When are you going to public the trained model?

Question

When are you going to public the trained model?

Haoyanlong opened this issue 5 years ago · comments

@lmurmann Hello, I want to do the illumination research topic.I want to know when you are going to public the model.Thank you very much!

Lukas Murmann · Answer 1 · Tue Nov 12 2019 05:13:51 GMT+0800 (China Standard Time)

Thanks for reaching out, I pushed a commit 1417542 with the model and evaluation script for illumination estimation. I am also working on releasing the relighting model, but still need a bit more time to clean up and package the code.

Haoyanlong · Answer 2 · Wed Nov 13 2019 10:23:30 GMT+0800 (China Standard Time)

@lmurmann ,I have downloaded the dataset in your project site!I want to train the model of illumination estimation,the probes of input image is masked!But I don't know how to mask the probe in input image.Whether it is masked according to materias? Could you give me some advice?Thank you very much!

Lukas Murmann · Answer 3 · Thu Nov 14 2019 03:59:39 GMT+0800 (China Standard Time)

There is some extra meta data in json files stored with each scene (~/.multilum/<scene>/meta.json)

If the file is not there, you can download it from http://data.csail.mit.edu/multilum/<scene>/meta.json.

This file should contain entries like this
{ ...

  "bounding_box": {
   "x": 938.034985474631,
   "y": 2817.43052160101,
   "w": 975.3908405594467,
   "h": 948.096621403985
  },
  "boundary_points": [
   {
    "x": 1463.6340801792003,
    "y": 2820.1783656529014
   },
   {
    "x": 1692.8230026207625,
    "y": 2879.8437901088173
   },


....

for "gray" ball and "chrome" ball. The "boundary points" are hand-annotated points on the silhouette (around 10 points per ball). The "bounding_box" is a tight fitting axis-aligned bounding box. Coordinates are in pixels in range [0, 6000)x[0, 4000).
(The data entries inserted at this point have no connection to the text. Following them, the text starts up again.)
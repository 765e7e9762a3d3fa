pub mod options;
pub mod run;
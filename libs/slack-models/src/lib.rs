//! Slack Web API and Block Kit models
//!
//! Only the subset deploymark sends and receives is modelled. Unknown fields
//! in inbound payloads are ignored.

pub mod models;

pub use models::*;
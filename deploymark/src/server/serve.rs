//! HTTP server setup

use std::future::Future;
use std::net::SocketAddr;
use std::sync::Arc;

use axum::{
    routing::{get, post},
    Router,
};
use tokio::net::TcpListener;
use tokio::task::JoinHandle;
use tower_http::trace::TraceLayer;
use tracing::info;

use crate::app::options::ServerOptions;
use crate::errors::DeployError;
use crate::server::handlers::{health_handler, interactions_handler};
use crate::server::state::ServerState;

pub fn router(state: Arc<ServerState>) -> Router {
    Router::new()
        .route("/health", get(health_handler))
        .route("/slack/interactions", post(interactions_handler))
        .with_state(state)
        .layer(TraceLayer::new_for_http())
}

/// Start the interaction listener, returning its bound address
pub async fn serve(
    options: &ServerOptions,
    state: Arc<ServerState>,
    shutdown_signal: impl Future<Output = ()> + Send + 'static,
) -> Result<(SocketAddr, JoinHandle<Result<(), DeployError>>), DeployError> {
    let app = router(state);

    let addr = format!("{}:{}", options.host, options.port);
    let listener = TcpListener::bind(&addr)
        .await
        .map_err(|e| DeployError::ServerError(e.to_string()))?;
    let local_addr = listener
        .local_addr()
        .map_err(|e| DeployError::ServerError(e.to_string()))?;
    info!("Listening for Slack interactions on {}", local_addr);

    let handle = tokio::spawn(async move {
        axum::serve(listener, app)
            .with_graceful_shutdown(shutdown_signal)
            .await
            .map_err(|e| DeployError::ServerError(e.to_string()))
    });

    Ok((local_addr, handle))
}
Haoyanlong · Answer 4 · Thu Nov 14 2019 15:09:26 GMT+0800 (China Standard Time)

@lmurmann ,I have trained the single illumination estimation model.The images are as follow(input,prediction, groundtruth).I don't konw how to render a virtual object compositing in the scene.Could you teach me? Thank you very much!

Lukas Murmann · Answer 5 · Fri Nov 15 2019 23:51:27 GMT+0800 (China Standard Time)

Rendering objects into the images of our dataset is a bit difficult since you don't know the scene's geometry or camera pose. We only have a single viewpoint per scene, and so it is generally not possible to infer these values.

I would suggest you start using an existing AR application. Searching for something like "open source AR toolkit" brings plenty of hits that look good. Or you can build your own by following a tutorial. Searching for "opencv AR tutorial" should give some good hits. Building it yourself might take a while, but it is a great learning experience.

Once you have a basic AR system up and running, you can plug in the illumination estimation network and use the illumination prediction to improve the shading of virtual objects.

I hope these pointers are helpful!

Haoyanlong · Answer 6 · Mon Nov 18 2019 11:16:24 GMT+0800 (China Standard Time)

@lmurmann Hello, I have trained the model of single illumination estimation.The L2Loss curve(finetune) is as follows,

It is about 0.01459 in training dataset and 0.01897 in test dataset.
The test images are as follows:
1.Input

2.Groundtruth

3.Pred_result

Could you tell me your test results?
And I have another question.Whether is the trained model used to render object in video? Whether it is stable or not will not sway？Thank you very much!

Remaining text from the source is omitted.